Abstract: This study employs density functional theory (DFT) and time-dependent density functional theory (TDDFT) methods at the M06-2X/def2-TZVP level to systematically reveal, for the first time, the regulatory mechanism of N-1 substituents on the photophysical properties and photocycloaddition reactions of ethyl 1,4-dihydropyridine-3,5-dicarboxylate derivatives (1a-1h). The results demonstrate that the type of N-1 substituent significantly influences the molecular excitation characteristics. Electronic excitations are predominantly characterized by π→π * transitions within the 1,4-dihydropyridine ring.

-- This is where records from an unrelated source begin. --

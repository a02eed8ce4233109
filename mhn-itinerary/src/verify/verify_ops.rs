use super::VerificationResult;
use crate::config::CentroidRange;
use crate::model::{
    Diagnostic, DiagnosticKind, Diagnostics, ItinerarySegment, NodeId, RepairGap,
};
use crate::network::NetworkGraph;
use std::collections::BTreeSet;

/// matches every itinerary segment against the directed network links and
/// carves the unmatched ones into repair gaps. a segment only matches when
/// both of its nodes also have network coordinates.
///
/// held segments are grouped into runs of adjacent segments of one route.
/// a run touching a node missing from the network becomes a single gap from
/// its first origin to its last destination. otherwise every held segment is
/// its own gap so that the coded stops between them survive the repair.
/// input must be sorted by route and order.
pub fn verify_itinerary(
    segments: Vec<ItinerarySegment>,
    graph: &NetworkGraph,
    diagnostics: &mut Diagnostics,
) -> VerificationResult {
    let missing_nodes: BTreeSet<NodeId> = segments
        .iter()
        .flat_map(|s| [s.itin_a, s.itin_b])
        .filter(|n| !graph.contains_node(n))
        .collect();
    for node in missing_nodes.iter() {
        diagnostics.push(
            Diagnostic::new(
                DiagnosticKind::MissingNetworkNode,
                format!("itinerary node {node} is not in the network"),
            )
            .with_node(*node),
        );
    }

    let mut result = VerificationResult {
        missing_nodes,
        ..Default::default()
    };
    let mut run: Vec<ItinerarySegment> = vec![];
    for segment in segments.into_iter() {
        let matches = graph.contains_edge(&segment.itin_a, &segment.itin_b)
            && graph.contains_node(&segment.itin_a)
            && graph.contains_node(&segment.itin_b);
        if matches {
            flush_run(&mut run, &mut result);
            result.matched.push(segment);
            continue;
        }
        diagnostics.push(
            Diagnostic::new(
                DiagnosticKind::UnmatchedSegment,
                format!(
                    "segment {} ({}, {}) has no matching network link",
                    segment.order, segment.itin_a, segment.itin_b
                ),
            )
            .with_line(&segment.line)
            .with_nodes(segment.itin_a, segment.itin_b),
        );
        if run.last().is_some_and(|last| !last.continues_into(&segment)) {
            flush_run(&mut run, &mut result);
        }
        result.held_count += 1;
        run.push(segment);
    }
    flush_run(&mut run, &mut result);

    log::info!(
        "{} segments matched the network, {} held in {} gaps",
        result.matched.len(),
        result.held_count,
        result.gaps.len()
    );
    result
}

fn flush_run(run: &mut Vec<ItinerarySegment>, result: &mut VerificationResult) {
    if run.is_empty() {
        return;
    }
    let held = std::mem::take(run);
    let touches_missing = held.iter().any(|s| {
        result.missing_nodes.contains(&s.itin_a) || result.missing_nodes.contains(&s.itin_b)
    });
    if touches_missing {
        result.gaps.extend(RepairGap::from_run(held));
    } else {
        result
            .gaps
            .extend(held.into_iter().filter_map(|s| RepairGap::from_run(vec![s])));
    }
}

/// reports itinerary segments coded on a zone centroid node.
pub fn report_centroid_connectors(
    segments: &[ItinerarySegment],
    centroids: &CentroidRange,
    diagnostics: &mut Diagnostics,
) {
    for segment in segments.iter() {
        if centroids.contains(&segment.itin_a) || centroids.contains(&segment.itin_b) {
            diagnostics.push(
                Diagnostic::new(
                    DiagnosticKind::CentroidConnector,
                    format!("segment {} is coded on a centroid connector", segment.order),
                )
                .with_line(&segment.line)
                .with_nodes(segment.itin_a, segment.itin_b),
            );
        }
    }
}

#[cfg(test)]
mod tests {
    use super::*;
    use crate::model::Imputed;
    use crate::network::test_graph;

    fn segment(line: &str, a: i64, b: i64, order: f64) -> ItinerarySegment {
        ItinerarySegment {
            line: String::from(line),
            order,
            itin_a: NodeId(a),
            itin_b: NodeId(b),
            dwell_code: 0,
            zone_fare: 0.0,
            line_serv_time: 1.0,
            ttf: 0,
            dep_time: 0,
            arr_time: 0,
            stop_count: 1,
            imputed: Imputed::Original,
        }
    }

    fn graph() -> NetworkGraph {
        test_graph(
            &[(5001, 5002, true, 1.0), (5004, 5005, false, 1.0)],
            &[
                (5001, 0.0, 0.0),
                (5002, 1.0, 0.0),
                (5003, 2.0, 0.0),
                (5004, 3.0, 0.0),
                (5005, 4.0, 0.0),
            ],
        )
    }

    #[test]
    fn test_each_held_segment_is_a_gap() {
        let segments = vec![
            segment("b00001", 5001, 5002, 1.0),
            segment("b00001", 5002, 5003, 2.0),
            segment("b00001", 5003, 5004, 3.0),
            segment("b00001", 5004, 5005, 4.0),
        ];
        let mut diagnostics = Diagnostics::default();
        let result = verify_itinerary(segments, &graph(), &mut diagnostics);
        assert_eq!(result.matched.len(), 2);
        assert_eq!(result.gaps.len(), 2);
        assert_eq!(result.held_count, 2);
        assert_eq!(result.gaps[0].od(), (NodeId(5002), NodeId(5003)));
        assert_eq!(diagnostics.count(DiagnosticKind::UnmatchedSegment), 2);
    }

    #[test]
    fn test_run_through_missing_node_is_one_gap() {
        let segments = vec![
            segment("b00001", 5001, 5002, 1.0),
            segment("b00001", 5002, 9999, 2.0),
            segment("b00001", 9999, 5004, 3.0),
            segment("b00001", 5004, 5005, 4.0),
        ];
        let mut diagnostics = Diagnostics::default();
        let result = verify_itinerary(segments, &graph(), &mut diagnostics);
        assert_eq!(result.gaps.len(), 1);
        assert_eq!(result.gaps[0].od(), (NodeId(5002), NodeId(5004)));
        assert_eq!(result.gaps[0].excised.len(), 2);
        assert_eq!(diagnostics.count(DiagnosticKind::MissingNetworkNode), 1);
    }

    #[test]
    fn test_link_to_node_without_coordinates_is_held() {
        let graph = test_graph(
            &[
                (5001, 5002, true, 1.0),
                (5002, 5006, true, 1.0),
                (5006, 5004, true, 1.0),
                (5004, 5005, true, 1.0),
            ],
            &[(5001, 0.0, 0.0), (5002, 1.0, 0.0), (5004, 3.0, 0.0), (5005, 4.0, 0.0)],
        );
        let segments = vec![
            segment("b00001", 5001, 5002, 1.0),
            segment("b00001", 5002, 5006, 2.0),
            segment("b00001", 5006, 5004, 3.0),
            segment("b00001", 5004, 5005, 4.0),
        ];
        let mut diagnostics = Diagnostics::default();
        let result = verify_itinerary(segments, &graph, &mut diagnostics);
        assert_eq!(result.matched.len(), 2);
        assert_eq!(result.held_count, 2);
        assert_eq!(result.gaps.len(), 1);
        assert_eq!(result.gaps[0].od(), (NodeId(5002), NodeId(5004)));
        assert_eq!(result.gaps[0].excised.len(), 2);
        assert!(result.missing_nodes.contains(&NodeId(5006)));
        assert_eq!(diagnostics.count(DiagnosticKind::MissingNetworkNode), 1);
    }

    #[test]
    fn test_reverse_of_one_way_link_is_held() {
        let segments = vec![segment("b00001", 5005, 5004, 1.0)];
        let mut diagnostics = Diagnostics::default();
        let result = verify_itinerary(segments, &graph(), &mut diagnostics);
        assert!(!result.is_clean());
        assert!(result.matched.is_empty());
    }

    #[test]
    fn test_runs_break_on_route_change() {
        let segments = vec![
            segment("b00001", 5002, 9999, 1.0),
            segment("b00002", 9999, 5004, 1.0),
        ];
        let mut diagnostics = Diagnostics::default();
        let result = verify_itinerary(segments, &graph(), &mut diagnostics);
        assert_eq!(result.gaps.len(), 2);
    }

    #[test]
    fn test_centroid_report() {
        let segments = vec![segment("b00001", 12, 5001, 1.0), segment("b00001", 5001, 5002, 2.0)];
        let mut diagnostics = Diagnostics::default();
        let centroids = CentroidRange {
            min: NodeId(1),
            max: NodeId(1961),
        };
        report_centroid_connectors(&segments, &centroids, &mut diagnostics);
        assert_eq!(diagnostics.count(DiagnosticKind::CentroidConnector), 1);
    }
}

The excited-state charge distribution is highly overlapping and localized in the C=C double bond region of the ring, exhibiting typical localized excitation features. This promotes a nearly planar molecular conformation in the excited state, accompanied by significant bond length changes at key reactive sites, both of which facilitate the occurrence of photocycloaddition reactions. This work establishes, for the first time, a systematic theoretical correlation between the photophysical properties and photocycloaddition reactivity of 1,4-dihydropyridine derivatives, providing important theoretical insights and innovative guidance for designing efficient photochemical reaction systems and constructing polycyclic frameworks.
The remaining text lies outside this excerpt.